In Smith, the defendant was tried November 14, 1938, in the Recorder's Court of Wilson for the unlawful possession and sale of intoxicating liquor, and found guilty. This judgment was pronounced: "After hearing the evidence, it is adjudged that the defendant is guilty of the offense charged. Fine $25.00 and costs and six months on the road, capias for road sentence to issue on motion of Solicitor." On June 17, 1940, Smith was again tried in the same court for (separate offense) the unlawful possession and sale of intoxicating liquor and again found guilty. Thereupon, the court, upon the solicitor's motion, ordered the issuance of capias and commitment in the case tried November 14, 1938, and defendant was arrested. Judgment remanding defendant to custody for service of the sentence of six months imposed by the judgment pronounced November 14, 1938, was affirmed. Devin, J. (later C. J.), said: "This was not a case of judgment suspended upon condition. (Citations) Here the sentence was definitely imposed by the judgment and the term of imprisonment was fixed. There were no conditions attached. The execution of the sentence was not at the time put into effect, but was delayed until the Solicitor should make motion in court for capias. (Citation) Thereafter the petitioner being before the court, and it appearing that the sentence had not been served, upon motion of the Solicitor, and in the exercise of the power of the court, the sentence already adjudged was ordered to be executed and service of sentence to be begun. (Citations) The validity of the original judgment was not impaired by reason of the delay in putting it into effect."
Defendant contends the order of December 19, 1960, is invalid because the reference to the "previous sentence" in "Case No. 60-820" does not identify with certainty the sentence for which commitment is ordered. The factual situation in In re Parker, 225 N.C. 369, 35 S.E.2d 169, cited by defendant, is quite different from that here considered. Here, the judgments of June 20, 1960, and December 19, 1960, were pronounced by the same judge in the same court. In the order of December 19, 1960, the court identifies the "previous sentence" by reference to its own records, that is, "Case No. 60-820" on its docket.

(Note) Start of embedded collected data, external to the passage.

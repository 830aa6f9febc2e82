//! Host input to GUI event translation.
//!
//! [`InputBridge::advance`] compares each snapshot with the previous one and
//! forwards only what changed: every press and release of a button or key
//! reaches the GUI exactly once. Mouse position and wheel are sampled values
//! and go out every tick.

use std::time::Duration;

use imbridge_core::{GuiEvent, GuiIo, GuiKey, ModifierPolicy, MouseButton, NativeKeyData};

use crate::host_key::HostKey;
use crate::keymap::to_gui_key;
use crate::snapshot::{InputSnapshot, KeyboardState};

/// Aggregate modifier state in [`GuiKey::MODIFIERS`] order.
fn modifier_state(keyboard: &KeyboardState) -> [bool; 4] {
    [
        keyboard.either_down(HostKey::LeftControl, HostKey::RightControl),
        keyboard.either_down(HostKey::LeftShift, HostKey::RightShift),
        keyboard.either_down(HostKey::LeftAlt, HostKey::RightAlt),
        keyboard.either_down(HostKey::LeftMeta, HostKey::RightMeta),
    ]
}

/// Edge-detecting input translator.
#[derive(Debug, Clone, Default)]
pub struct InputBridge {
    policy: ModifierPolicy,
    /// Button states of the previous sample, indexed by [`MouseButton::index`]
    buttons: [bool; 3],
    keys: KeyboardState,
    modifiers: [bool; 4],
}

impl InputBridge {
    pub fn new(policy: ModifierPolicy) -> Self {
        Self {
            policy,
            ..Self::default()
        }
    }

    pub fn policy(&self) -> ModifierPolicy {
        self.policy
    }

    /// Forwards one input sample to the GUI.
    ///
    /// Event order: mouse position, wheel, modifiers, buttons (left, right,
    /// middle), then keys in scancode order.
    pub fn advance<I>(&mut self, io: &mut I, snapshot: &InputSnapshot, delta: Duration)
    where
        I: GuiIo + ?Sized,
    {
        io.set_delta_time(delta.as_secs_f32());

        let mouse = &snapshot.mouse;
        io.add_event(GuiEvent::MousePos {
            x: mouse.x,
            y: mouse.y,
        });
        io.add_event(GuiEvent::MouseWheel {
            horizontal: 0.0,
            vertical: mouse.wheel,
        });

        let modifiers = modifier_state(&snapshot.keyboard);
        let any_pressed = MouseButton::ALL
            .iter()
            .any(|b| mouse.is_down(*b) && !self.buttons[b.index()])
            || snapshot.keyboard.iter().any(|k| !self.keys.is_down(k));
        for (i, key) in GuiKey::MODIFIERS.into_iter().enumerate() {
            let emit = match self.policy {
                ModifierPolicy::OnChange => modifiers[i] != self.modifiers[i],
                ModifierPolicy::OnKeyPress => any_pressed,
                ModifierPolicy::EveryTick => true,
            };
            if emit {
                io.add_event(GuiEvent::Key {
                    key,
                    down: modifiers[i],
                    native: None,
                });
            }
        }
        self.modifiers = modifiers;

        for button in MouseButton::ALL {
            let down = mouse.is_down(button);
            if down != self.buttons[button.index()] {
                io.add_event(GuiEvent::MouseButton { button, down });
                self.buttons[button.index()] = down;
            }
        }

        for key in HostKey::ALL {
            let down = snapshot.keyboard.is_down(key);
            if down != self.keys.is_down(key) {
                let code = key.native_code();
                io.add_event(GuiEvent::Key {
                    key: to_gui_key(key),
                    down,
                    native: Some(NativeKeyData {
                        keycode: code,
                        scancode: code,
                    }),
                });
            }
        }
        self.keys.clone_from(&snapshot.keyboard);
    }

    /// Forwards one typed character immediately.
    pub fn text_input<I>(&self, io: &mut I, ch: char)
    where
        I: GuiIo + ?Sized,
    {
        io.add_event(GuiEvent::Char(ch));
    }

    /// Forgets the previous sample, as if every input had been released.
    pub fn reset(&mut self) {
        self.buttons = [false; 3];
        self.keys.clear();
        self.modifiers = [false; 4];
    }
}

#[cfg(test)]
mod tests {
    use super::*;
    use imbridge_core::IoState;
    use proptest::prelude::*;

    const TICK: Duration = Duration::from_millis(16);

    fn keys(events: &[GuiEvent]) -> Vec<(GuiKey, bool)> {
        events
            .iter()
            .filter_map(|e| match e {
                GuiEvent::Key { key, down, .. } => Some((*key, *down)),
                _ => None,
            })
            .collect()
    }

    fn tick(bridge: &mut InputBridge, snapshot: &InputSnapshot) -> Vec<GuiEvent> {
        let mut io = IoState::new();
        bridge.advance(&mut io, snapshot, TICK);
        io.drain_events()
    }

    #[test]
    fn test_mouse_sampled_every_tick() {
        let mut bridge = InputBridge::default();
        let mut snap = InputSnapshot::new();
        snap.mouse.x = 10.0;
        snap.mouse.y = 20.0;
        snap.mouse.wheel = -1.5;

        let mut io = IoState::new();
        bridge.advance(&mut io, &snap, Duration::from_millis(500));
        assert!((io.delta_time - 0.5).abs() < f32::EPSILON);
        let events = io.drain_events();
        assert_eq!(
            events,
            vec![
                GuiEvent::MousePos { x: 10.0, y: 20.0 },
                GuiEvent::MouseWheel {
                    horizontal: 0.0,
                    vertical: -1.5
                },
            ]
        );
        assert_eq!(tick(&mut bridge, &snap).len(), 2);
    }

    #[test]
    fn test_button_edges() {
        let mut bridge = InputBridge::default();
        let mut snap = InputSnapshot::new();
        snap.mouse.left = true;
        snap.mouse.middle = true;

        let events = tick(&mut bridge, &snap);
        assert_eq!(
            &events[2..],
            &[
                GuiEvent::MouseButton {
                    button: MouseButton::Left,
                    down: true
                },
                GuiEvent::MouseButton {
                    button: MouseButton::Middle,
                    down: true
                },
            ]
        );
        // Held: nothing new.
        assert_eq!(tick(&mut bridge, &snap).len(), 2);

        snap.mouse.left = false;
        let events = tick(&mut bridge, &snap);
        assert_eq!(
            events[2],
            GuiEvent::MouseButton {
                button: MouseButton::Left,
                down: false
            }
        );
    }

    #[test]
    fn test_key_edges_carry_native_data() {
        let mut bridge = InputBridge::default();
        let mut snap = InputSnapshot::new();
        snap.keyboard.press(HostKey::F13);

        let events = tick(&mut bridge, &snap);
        assert_eq!(
            events[2],
            GuiEvent::Key {
                key: GuiKey::None,
                down: true,
                native: Some(NativeKeyData {
                    keycode: 104,
                    scancode: 104
                }),
            }
        );
        assert_eq!(tick(&mut bridge, &snap).len(), 2);
    }

    #[test]
    fn test_modifiers_on_change() {
        let mut bridge = InputBridge::new(ModifierPolicy::OnChange);
        let mut snap = InputSnapshot::new();
        snap.keyboard.press(HostKey::LeftControl);

        let events = keys(&tick(&mut bridge, &snap));
        assert_eq!(events, vec![(GuiKey::ModCtrl, true), (GuiKey::LeftCtrl, true)]);

        // The other side going down leaves the aggregate unchanged.
        snap.keyboard.press(HostKey::RightControl);
        assert_eq!(keys(&tick(&mut bridge, &snap)), vec![(GuiKey::RightCtrl, true)]);

        snap.keyboard.clear();
        let events = keys(&tick(&mut bridge, &snap));
        assert_eq!(events[0], (GuiKey::ModCtrl, false));
    }

    #[test]
    fn test_modifiers_on_key_press() {
        let mut bridge = InputBridge::new(ModifierPolicy::OnKeyPress);
        let mut snap = InputSnapshot::new();
        snap.keyboard.press(HostKey::LeftShift);

        let events = keys(&tick(&mut bridge, &snap));
        assert_eq!(
            &events[..4],
            &[
                (GuiKey::ModCtrl, false),
                (GuiKey::ModShift, true),
                (GuiKey::ModAlt, false),
                (GuiKey::ModSuper, false),
            ]
        );

        // Releasing alone is not a press, so modifiers stay quiet.
        snap.keyboard.clear();
        assert_eq!(keys(&tick(&mut bridge, &snap)), vec![(GuiKey::LeftShift, false)]);

        // A mouse press reports all four again.
        snap.mouse.right = true;
        assert_eq!(keys(&tick(&mut bridge, &snap)).len(), 4);
    }

    #[test]
    fn test_modifiers_every_tick() {
        let mut bridge = InputBridge::new(ModifierPolicy::EveryTick);
        let snap = InputSnapshot::new();
        assert_eq!(keys(&tick(&mut bridge, &snap)).len(), 4);
        assert_eq!(keys(&tick(&mut bridge, &snap)).len(), 4);
    }

    #[test]
    fn test_text_input_is_immediate() {
        let bridge = InputBridge::default();
        let mut io = IoState::new();
        bridge.text_input(&mut io, 'é');
        assert_eq!(io.events(), &[GuiEvent::Char('é')]);
    }

    #[test]
    fn test_reset_replays_held_input() {
        let mut bridge = InputBridge::default();
        let mut snap = InputSnapshot::new();
        snap.keyboard.press(HostKey::A);
        tick(&mut bridge, &snap);

        bridge.reset();
        assert_eq!(keys(&tick(&mut bridge, &snap)), vec![(GuiKey::A, true)]);
    }

    const SAMPLE_KEYS: [HostKey; 5] = [
        HostKey::A,
        HostKey::LeftShift,
        HostKey::RightShift,
        HostKey::KeypadEnter,
        HostKey::F20,
    ];

    fn snapshot_strategy() -> impl Strategy<Value = InputSnapshot> {
        (any::<[bool; 5]>(), any::<[bool; 3]>()).prop_map(|(keys, buttons)| {
            let mut snap = InputSnapshot::new();
            for (key, down) in SAMPLE_KEYS.iter().zip(keys) {
                snap.keyboard.set(*key, down);
            }
            snap.mouse.left = buttons[0];
            snap.mouse.right = buttons[1];
            snap.mouse.middle = buttons[2];
            snap
        })
    }

    proptest! {
        #[test]
        fn prop_edges_reported_exactly_once(
            snapshots in proptest::collection::vec(snapshot_strategy(), 1..20)
        ) {
            let mut bridge = InputBridge::new(ModifierPolicy::OnChange);
            let mut prev = InputSnapshot::new();

            for snap in &snapshots {
                let events = tick(&mut bridge, snap);

                for key in SAMPLE_KEYS {
                    let code = key.native_code();
                    let reported: Vec<bool> = events
                        .iter()
                        .filter_map(|e| match e {
                            GuiEvent::Key { down, native: Some(n), .. } if n.scancode == code => Some(*down),
                            _ => None,
                        })
                        .collect();
                    let now = snap.keyboard.is_down(key);
                    let expected = if now == prev.keyboard.is_down(key) { vec![] } else { vec![now] };
                    prop_assert_eq!(reported, expected);
                }

                for button in MouseButton::ALL {
                    let reported: Vec<bool> = events
                        .iter()
                        .filter_map(|e| match e {
                            GuiEvent::MouseButton { button: b, down } if *b == button => Some(*down),
                            _ => None,
                        })
                        .collect();
                    let now = snap.mouse.is_down(button);
                    let expected = if now == prev.mouse.is_down(button) { vec![] } else { vec![now] };
                    prop_assert_eq!(reported, expected);
                }

                let shift_now = modifier_state(&snap.keyboard)[1];
                let shift_before = modifier_state(&prev.keyboard)[1];
                let shift_events = events
                    .iter()
                    .filter(|e| matches!(e, GuiEvent::Key { key: GuiKey::ModShift, .. }))
                    .count();
                prop_assert_eq!(shift_events, usize::from(shift_now != shift_before));

                prev = snap.clone();
            }
        }
    }
}
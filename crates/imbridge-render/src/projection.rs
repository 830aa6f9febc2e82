//! Screen-space projection for GUI vertices.

use glam::Mat4;

/// Size of the projection uniform block in bytes.
pub const PROJECTION_UNIFORM_SIZE: u64 = std::mem::size_of::<Mat4>() as u64;

/// Maps `(0, 0)..(width, height)` screen pixels, y down, to clip space.
pub fn ortho_projection(width: f32, height: f32) -> Mat4 {
    Mat4::orthographic_rh(0.0, width, height, 0.0, -1.0, 1.0)
}

/// Column-major bytes of `projection`, ready for a uniform upload.
pub fn projection_bytes(projection: &Mat4) -> [u8; 64] {
    let mut bytes = [0u8; 64];
    bytes.copy_from_slice(bytemuck::cast_slice(&projection.to_cols_array()));
    bytes
}
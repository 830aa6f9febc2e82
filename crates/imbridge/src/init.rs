//! Process-level setup.

/// Installs `env_logger` as the log backend.
///
/// The level comes from `RUST_LOG`. Calling this more than once, or after
/// another logger was installed, does nothing.
///
/// # Example
///
/// ```no_run
/// imbridge::init_logging();
/// log::info!("logging ready");
/// ```
pub fn init_logging() {
    if env_logger::try_init().is_ok() {
        log::info!("imbridge logging initialized");
    }
}

#[cfg(test)]
mod tests {
    use super::*;

    #[test]
    fn test_init_logging_is_idempotent() {
        init_logging();
        init_logging();
    }
}
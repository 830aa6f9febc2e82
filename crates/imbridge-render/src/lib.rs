//! Rendering side of imbridge.
//!
//! This crate turns GUI draw data into device work:
//! - [`TextureRegistry`] maps texture handles to device textures
//! - [`DrawTranslator`] fills vertex and index buffers and plans the draws
//! - [`GuiRenderer`] ties them to a pipeline, a sampler and the font atlas
//! - [`headless`] records device calls without a GPU
//! - [`wgpu_backend`] implements the device traits over wgpu

// Documentation lints - internal functions don't need exhaustive panic/error docs
#![allow(clippy::missing_panics_doc)]
#![allow(clippy::missing_errors_doc)]
#![allow(clippy::must_use_candidate)]
// Buffer sizes and pixel coordinates are bounded well below the cast limits
#![allow(clippy::cast_possible_truncation)]
#![allow(clippy::cast_possible_wrap)]
#![allow(clippy::cast_precision_loss)]
#![allow(clippy::cast_sign_loss)]

pub mod error;
pub mod headless;
pub mod pipeline;
pub mod projection;
pub mod renderer;
pub mod texture_registry;
pub mod translator;
pub mod wgpu_backend;

pub use error::{RenderError, RenderResult};
pub use pipeline::{gui_pipeline_description, gui_vertex_layout, GuiShaders, GUI_SHADER_WGSL};
pub use projection::{ortho_projection, projection_bytes, PROJECTION_UNIFORM_SIZE};
pub use renderer::GuiRenderer;
pub use texture_registry::TextureRegistry;
pub use translator::{clamp_scissor, DrawTranslator, GpuBuffer, PlannedDraw};
pub use wgpu_backend::{acquire_action, AcquireAction, WgpuDevice, WgpuRenderPass, WgpuTexture, WindowSurface};
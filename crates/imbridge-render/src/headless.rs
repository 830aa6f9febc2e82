//! A recording graphics device that needs no GPU.
//!
//! [`HeadlessDevice`] keeps buffer and texture contents in memory and logs
//! every call, and [`HeadlessPass`] records pass commands. Use it to drive the
//! renderer in tests and batch tools, then inspect what would have reached the
//! GPU. Writes follow the same rules as the wgpu backend: offsets must be
//! 4-byte aligned and stay within the buffer.

use std::collections::HashMap;

use imbridge_core::{
    BridgeError, BufferKind, DrawIndexed, GpuTexture, GraphicsDevice, IndexFormat,
    PipelineDescription, RenderPass, Result, SamplerDescription, ScissorRect, TextureFormat,
    TextureId,
};

/// Alignment required of buffer write offsets.
pub const WRITE_ALIGNMENT: u64 = 4;

/// Handle to a headless buffer.
#[derive(Debug, PartialEq, Eq)]
pub struct HeadlessBuffer {
    pub id: u64,
    pub kind: BufferKind,
    pub size: u64,
}

/// Handle to a headless texture.
#[derive(Debug, Clone, PartialEq, Eq)]
pub struct HeadlessTexture {
    pub id: u64,
    pub width: u32,
    pub height: u32,
    pub format: TextureFormat,
}

impl GpuTexture for HeadlessTexture {
    fn id(&self) -> TextureId {
        TextureId::new(self.id)
    }
}

/// Handle to a headless sampler.
#[derive(Debug, PartialEq, Eq)]
pub struct HeadlessSampler {
    pub id: u64,
    pub desc: SamplerDescription,
}

/// Handle to a headless pipeline.
#[derive(Debug, PartialEq, Eq)]
pub struct HeadlessPipeline {
    pub id: u64,
    pub desc: PipelineDescription,
}

/// A resource call made on the device.
#[derive(Debug, Clone, PartialEq, Eq)]
pub enum DeviceCall {
    CreateBuffer { id: u64, kind: BufferKind, size: u64 },
    DestroyBuffer { id: u64 },
    WriteBuffer { id: u64, offset: u64, len: u64 },
    CreateTexture { id: u64, width: u32, height: u32 },
    UploadTexture { id: u64, len: u64 },
    DestroyTexture { id: u64 },
    CreateSampler { id: u64 },
    DestroySampler { id: u64 },
    CreatePipeline { id: u64 },
    DestroyPipeline { id: u64 },
}

/// A command recorded inside a pass.
#[derive(Debug, Clone, PartialEq, Eq)]
pub enum PassCommand {
    BindPipeline { pipeline: u64 },
    BindVertexBuffer { buffer: u64 },
    BindIndexBuffer { buffer: u64, format: IndexFormat },
    BindTextureSampler { texture: TextureId, sampler: u64 },
    SetScissor(ScissorRect),
    PushVertexUniforms(Vec<u8>),
    DrawIndexed(DrawIndexed),
}

/// In-memory device that records what it is asked to do.
#[derive(Debug, Default)]
pub struct HeadlessDevice {
    next_id: u64,
    buffers: HashMap<u64, Vec<u8>>,
    textures: HashMap<u64, Vec<u8>>,
    samplers: usize,
    pipelines: usize,
    calls: Vec<DeviceCall>,
    passes: Vec<Vec<PassCommand>>,
    fail_allocations: bool,
}

impl HeadlessDevice {
    pub fn new() -> Self {
        Self::default()
    }

    fn alloc_id(&mut self) -> u64 {
        self.next_id += 1;
        self.next_id
    }

    /// Makes every subsequent buffer and texture creation fail.
    pub fn set_fail_allocations(&mut self, fail: bool) {
        self.fail_allocations = fail;
    }

    /// Starts recording a pass. The device stays borrowed until it ends.
    pub fn begin_pass(&mut self) -> HeadlessPass<'_> {
        HeadlessPass {
            device: self,
            commands: Vec::new(),
            uniform_size: None,
        }
    }

    /// Resource calls made so far, oldest first.
    pub fn calls(&self) -> &[DeviceCall] {
        &self.calls
    }

    /// Forgets the call log.
    pub fn clear_calls(&mut self) {
        self.calls.clear();
    }

    /// Commands of every finished pass, oldest first.
    pub fn passes(&self) -> &[Vec<PassCommand>] {
        &self.passes
    }

    /// Commands of the most recently finished pass.
    pub fn last_pass(&self) -> Option<&[PassCommand]> {
        self.passes.last().map(Vec::as_slice)
    }

    /// Current contents of a live buffer.
    pub fn buffer_data(&self, buffer: &HeadlessBuffer) -> Option<&[u8]> {
        self.buffers.get(&buffer.id).map(Vec::as_slice)
    }

    /// Current pixels of a live texture.
    pub fn texture_data(&self, texture: &HeadlessTexture) -> Option<&[u8]> {
        self.textures.get(&texture.id).map(Vec::as_slice)
    }

    pub fn live_buffers(&self) -> usize {
        self.buffers.len()
    }

    pub fn live_textures(&self) -> usize {
        self.textures.len()
    }

    pub fn live_samplers(&self) -> usize {
        self.samplers
    }

    pub fn live_pipelines(&self) -> usize {
        self.pipelines
    }
}

impl GraphicsDevice for HeadlessDevice {
    type Buffer = HeadlessBuffer;
    type Texture = HeadlessTexture;
    type Sampler = HeadlessSampler;
    type Pipeline = HeadlessPipeline;

    fn create_buffer(&mut self, kind: BufferKind, size: u64) -> Result<HeadlessBuffer> {
        if self.fail_allocations {
            return Err(BridgeError::Device(format!("cannot allocate {size} byte buffer")));
        }
        let id = self.alloc_id();
        self.buffers.insert(id, vec![0; size as usize]);
        self.calls.push(DeviceCall::CreateBuffer { id, kind, size });
        Ok(HeadlessBuffer { id, kind, size })
    }

    fn destroy_buffer(&mut self, buffer: HeadlessBuffer) {
        self.buffers.remove(&buffer.id);
        self.calls.push(DeviceCall::DestroyBuffer { id: buffer.id });
    }

    fn write_buffer(&mut self, buffer: &HeadlessBuffer, offset: u64, data: &[u8]) -> Result<()> {
        if offset % WRITE_ALIGNMENT != 0 {
            return Err(BridgeError::UnalignedWrite {
                offset,
                alignment: WRITE_ALIGNMENT,
            });
        }
        let contents = self
            .buffers
            .get_mut(&buffer.id)
            .ok_or_else(|| BridgeError::Device(format!("buffer {} was destroyed", buffer.id)))?;
        let len = data.len() as u64;
        if offset + len > buffer.size {
            return Err(BridgeError::WriteOutOfBounds {
                offset,
                len,
                size: buffer.size,
            });
        }
        let start = offset as usize;
        contents[start..start + data.len()].copy_from_slice(data);
        self.calls.push(DeviceCall::WriteBuffer {
            id: buffer.id,
            offset,
            len,
        });
        Ok(())
    }

    fn create_texture(&mut self, width: u32, height: u32, format: TextureFormat) -> Result<HeadlessTexture> {
        if self.fail_allocations {
            return Err(BridgeError::Device(format!("cannot allocate {width}x{height} texture")));
        }
        let id = self.alloc_id();
        let size = width as usize * height as usize * format.block_size() as usize;
        self.textures.insert(id, vec![0; size]);
        self.calls.push(DeviceCall::CreateTexture { id, width, height });
        Ok(HeadlessTexture {
            id,
            width,
            height,
            format,
        })
    }

    fn upload_texture(&mut self, texture: &HeadlessTexture, pixels: &[u8]) -> Result<()> {
        let contents = self
            .textures
            .get_mut(&texture.id)
            .ok_or_else(|| BridgeError::Device(format!("texture {} was destroyed", texture.id)))?;
        if pixels.len() != contents.len() {
            return Err(BridgeError::InvalidTextureData {
                expected: contents.len(),
                actual: pixels.len(),
            });
        }
        contents.copy_from_slice(pixels);
        self.calls.push(DeviceCall::UploadTexture {
            id: texture.id,
            len: pixels.len() as u64,
        });
        Ok(())
    }

    fn destroy_texture(&mut self, texture: HeadlessTexture) {
        self.textures.remove(&texture.id);
        self.calls.push(DeviceCall::DestroyTexture { id: texture.id });
    }

    fn create_sampler(&mut self, desc: &SamplerDescription) -> Result<HeadlessSampler> {
        let id = self.alloc_id();
        self.samplers += 1;
        self.calls.push(DeviceCall::CreateSampler { id });
        Ok(HeadlessSampler { id, desc: *desc })
    }

    fn destroy_sampler(&mut self, sampler: HeadlessSampler) {
        self.samplers = self.samplers.saturating_sub(1);
        self.calls.push(DeviceCall::DestroySampler { id: sampler.id });
    }

    fn create_pipeline(&mut self, desc: &PipelineDescription) -> Result<HeadlessPipeline> {
        let id = self.alloc_id();
        self.pipelines += 1;
        self.calls.push(DeviceCall::CreatePipeline { id });
        Ok(HeadlessPipeline {
            id,
            desc: desc.clone(),
        })
    }

    fn destroy_pipeline(&mut self, pipeline: HeadlessPipeline) {
        self.pipelines = self.pipelines.saturating_sub(1);
        self.calls.push(DeviceCall::DestroyPipeline { id: pipeline.id });
    }
}

/// A pass being recorded on a [`HeadlessDevice`].
///
/// Commands are stored on the device when the pass is dropped.
#[derive(Debug)]
pub struct HeadlessPass<'a> {
    device: &'a mut HeadlessDevice,
    commands: Vec<PassCommand>,
    uniform_size: Option<u64>,
}

impl HeadlessPass<'_> {
    /// Commands recorded so far in this pass.
    pub fn commands(&self) -> &[PassCommand] {
        &self.commands
    }
}

impl Drop for HeadlessPass<'_> {
    fn drop(&mut self) {
        let commands = std::mem::take(&mut self.commands);
        self.device.passes.push(commands);
    }
}

impl RenderPass<HeadlessDevice> for HeadlessPass<'_> {
    fn bind_pipeline(&mut self, pipeline: &HeadlessPipeline) {
        self.uniform_size = Some(pipeline.desc.vertex_uniform_size);
        self.commands.push(PassCommand::BindPipeline { pipeline: pipeline.id });
    }

    fn bind_vertex_buffer(&mut self, buffer: &HeadlessBuffer) {
        self.commands.push(PassCommand::BindVertexBuffer { buffer: buffer.id });
    }

    fn bind_index_buffer(&mut self, buffer: &HeadlessBuffer, format: IndexFormat) {
        self.commands.push(PassCommand::BindIndexBuffer {
            buffer: buffer.id,
            format,
        });
    }

    fn bind_texture_sampler(&mut self, texture: &HeadlessTexture, sampler: &HeadlessSampler) {
        self.commands.push(PassCommand::BindTextureSampler {
            texture: texture.id(),
            sampler: sampler.id,
        });
    }

    fn set_scissor(&mut self, rect: ScissorRect) {
        self.commands.push(PassCommand::SetScissor(rect));
    }

    fn push_vertex_uniforms(&mut self, data: &[u8]) -> Result<()> {
        let expected = self
            .uniform_size
            .ok_or_else(|| BridgeError::Device("uniforms pushed with no pipeline bound".into()))?;
        if data.len() as u64 != expected {
            return Err(BridgeError::UniformSize {
                expected,
                actual: data.len() as u64,
            });
        }
        self.commands.push(PassCommand::PushVertexUniforms(data.to_vec()));
        Ok(())
    }

    fn draw_indexed(&mut self, draw: DrawIndexed) {
        self.commands.push(PassCommand::DrawIndexed(draw));
    }
}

If the court, as held in Vickers and Smith, had authority on December 19, 1960, to order defendant committed for service of the sentence of twelve months imposed by the judgment pronounced June 20, 1960, the *68 use of the phrase, "at the pleasure of the Court," has no legal significance. The court derived no authority therefrom nor was its authority impaired thereby. The phrase, "at the pleasure of the Court," evidently intended and understood as the equivalent of the phrase, "in the discretion of the Court," put defendant on notice that the court, while it did not on June 20, 1960, order defendant committed for service of the sentence of twelve months imposed by the judgment then pronounced, reserved the right to do so at any time within five years.
The record dispels any suggestion that the court's said order of December 19, 1960, was not fully justified. It was entered after defendant had been tried and convicted of a subsequent criminal offense of like nature.
To paraphrase the statement of Walker, J., in State v. Vickers, supra, it would be a mockery of justice if the defendant could, on account of the court's use of the wholly unnecessary phrase, "at the pleasure of the Court," escape the lawful punishment for his crime.